======== Records provided
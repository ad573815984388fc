// SPDX-License-Identifier: BUSL-1.1
// Copyright (c) 2026 Alfred Jean LLC

//! The `Executor` collaborator: compiles and runs `execute_request` source,
//! and invokes the callable named in an `apply_request` (spec.md §4.2.2,
//! §4.2.3, §9 "`eval`-based apply").
//!
//! The source compiles and `eval`s arbitrary host-language code and passes
//! a deserialized callable straight to `eval`. Neither indirection applies
//! here: user code is not eval'd in a systems language. `ScriptExecutor`
//! below is a minimal expression/assignment language standing in for
//! "compile and exec", and `apply` dispatches by name into a
//! [`FunctionRegistry`] instead of invoking a deserialized closure, per the
//! design note's guidance to "call the deserialized callable directly".

use std::collections::HashMap;
use std::sync::Arc;

use serde_json::Value;

use crate::error::ExecError;

pub type UserNamespace = HashMap<String, Value>;

/// A registered callable, looked up by name from an `apply_request`'s
/// deserialized `f` (spec.md §4.2.3 step 3-4).
pub type UserFn = Arc<dyn Fn(&[Value], &HashMap<String, Value>) -> Result<Value, ExecError> + Send + Sync>;

pub trait Executor: Send {
    /// Compile and run `code` against `ns`, used as both globals and locals
    /// (spec.md §4.2.2 steps 3-4).
    fn exec(&mut self, code: &str, ns: &mut UserNamespace) -> Result<(), ExecError>;

    /// Invoke the callable named by `f` with `args`/`kwargs`
    /// (spec.md §4.2.3 step 4).
    fn call(&self, f: &Value, args: &[Value], kwargs: &HashMap<String, Value>) -> Result<Value, ExecError>;
}

/// A small assignment/arithmetic/raise language sufficient to drive the
/// `execute_request` scenarios this core is tested against (spec.md §8 S1,
/// S2): `name = <number|name> (op <number|name>)*` and
/// `raise Ident("message")`. Statements are separated by `;` or newlines.
#[derive(Default)]
pub struct ScriptExecutor {
    functions: HashMap<String, UserFn>,
}

impl ScriptExecutor {
    pub fn new() -> Self {
        Self::default()
    }

    pub fn register(&mut self, name: impl Into<String>, f: UserFn) {
        self.functions.insert(name.into(), f);
    }

    fn eval_expr(expr: &str, ns: &UserNamespace) -> Result<Value, ExecError> {
        let expr = expr.trim();
        let mut tokens = tokenize_expr(expr);
        let mut acc = Self::resolve_operand(&tokens.remove(0), ns)?;
        while tokens.len() >= 2 {
            let op = tokens.remove(0);
            let rhs = Self::resolve_operand(&tokens.remove(0), ns)?;
            acc = apply_op(&op, acc, rhs)?;
        }
        Ok(acc)
    }

    fn resolve_operand(tok: &str, ns: &UserNamespace) -> Result<Value, ExecError> {
        if let Ok(i) = tok.parse::<i64>() {
            return Ok(Value::from(i));
        }
        if let Ok(f) = tok.parse::<f64>() {
            return Ok(Value::from(f));
        }
        if let Some(s) = tok.strip_prefix('\'').and_then(|s| s.strip_suffix('\'')) {
            return Ok(Value::from(s));
        }
        if let Some(s) = tok.strip_prefix('"').and_then(|s| s.strip_suffix('"')) {
            return Ok(Value::from(s));
        }
        ns.get(tok)
            .cloned()
            .ok_or_else(|| ExecError::new("NameError", format!("name '{tok}' is not defined")))
    }
}

fn tokenize_expr(expr: &str) -> Vec<String> {
    let mut tokens = Vec::new();
    let mut current = String::new();
    for ch in expr.chars() {
        if "+-*/".contains(ch) && !current.trim().is_empty() {
            tokens.push(current.trim().to_string());
            tokens.push(ch.to_string());
            current.clear();
        } else {
            current.push(ch);
        }
    }
    if !current.trim().is_empty() {
        tokens.push(current.trim().to_string());
    }
    tokens
}

fn apply_op(op: &str, lhs: Value, rhs: Value) -> Result<Value, ExecError> {
    let (Some(a), Some(b)) = (as_f64(&lhs), as_f64(&rhs)) else {
        return Err(ExecError::new("TypeError", "unsupported operand type(s)"));
    };
    let result = match op {
        "+" => a + b,
        "-" => a - b,
        "*" => a * b,
        "/" => a / b,
        _ => return Err(ExecError::new("SyntaxError", format!("unknown operator {op}"))),
    };
    if a.fract() == 0.0 && b.fract() == 0.0 && op != "/" {
        Ok(Value::from(result as i64))
    } else {
        Ok(Value::from(result))
    }
}

fn as_f64(v: &Value) -> Option<f64> {
    v.as_f64()
}

/// `raise Ident("message")` or `raise Ident('message')`.
fn parse_raise(stmt: &str) -> Option<ExecError> {
    let rest = stmt.strip_prefix("raise ")?.trim();
    let (ename, rest) = rest.split_once('(')?;
    let arg = rest.strip_suffix(')')?.trim();
    let evalue = arg
        .strip_prefix('\'')
        .and_then(|s| s.strip_suffix('\''))
        .or_else(|| arg.strip_prefix('"').and_then(|s| s.strip_suffix('"')))
        .unwrap_or(arg);
    Some(ExecError::new(ename.trim(), evalue))
}

impl Executor for ScriptExecutor {
    fn exec(&mut self, code: &str, ns: &mut UserNamespace) -> Result<(), ExecError> {
        for stmt in code.split(['\n', ';']) {
            let stmt = stmt.trim();
            if stmt.is_empty() {
                continue;
            }
            if let Some(err) = parse_raise(stmt) {
                return Err(err);
            }
            let Some((name, expr)) = stmt.split_once('=') else {
                return Err(ExecError::new(
                    "SyntaxError",
                    format!("cannot execute statement: {stmt}"),
                ));
            };
            let value = Self::eval_expr(expr, ns)?;
            ns.insert(name.trim().to_string(), value);
        }
        Ok(())
    }

    fn call(&self, f: &Value, args: &[Value], kwargs: &HashMap<String, Value>) -> Result<Value, ExecError> {
        let name = f
            .as_str()
            .ok_or_else(|| ExecError::new("TypeError", "f is not callable"))?;
        let func = self
            .functions
            .get(name)
            .ok_or_else(|| ExecError::new("NameError", format!("function '{name}' is not registered")))?;
        func(args, kwargs)
    }
}

#[cfg(test)]
#[path = "executor_tests.rs"]
mod tests;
================
- What needs to be done -
Look above for the line with "Ok(Value::from(result as i64))" and the line with "let stmt = stmt.trim();". Write out those two lines and all the lines between them, exactly, and no others.

- Answer to this problem -
        Ok(Value::from(result as i64))
    } else {
        Ok(Value::from(result))
    }
}

fn as_f64(v: &Value) -> Option<f64> {
    v.as_f64()
}

/// `raise Ident("message")` or `raise Ident('message')`.
fn parse_raise(stmt: &str) -> Option<ExecError> {
    let rest = stmt.strip_prefix("raise ")?.trim();
    let (ename, rest) = rest.split_once('(')?;
    let arg = rest.strip_suffix(')')?.trim();
    let evalue = arg
        .strip_prefix('\'')
        .and_then(|s| s.strip_suffix('\''))
        .or_else(|| arg.strip_prefix('"').and_then(|s| s.strip_suffix('"')))
        .unwrap_or(arg);
    Some(ExecError::new(ename.trim(), evalue))
}

impl Executor for ScriptExecutor {
    fn exec(&mut self, code: &str, ns: &mut UserNamespace) -> Result<(), ExecError> {
        for stmt in code.split(['\n', ';']) {
            let stmt = stmt.trim();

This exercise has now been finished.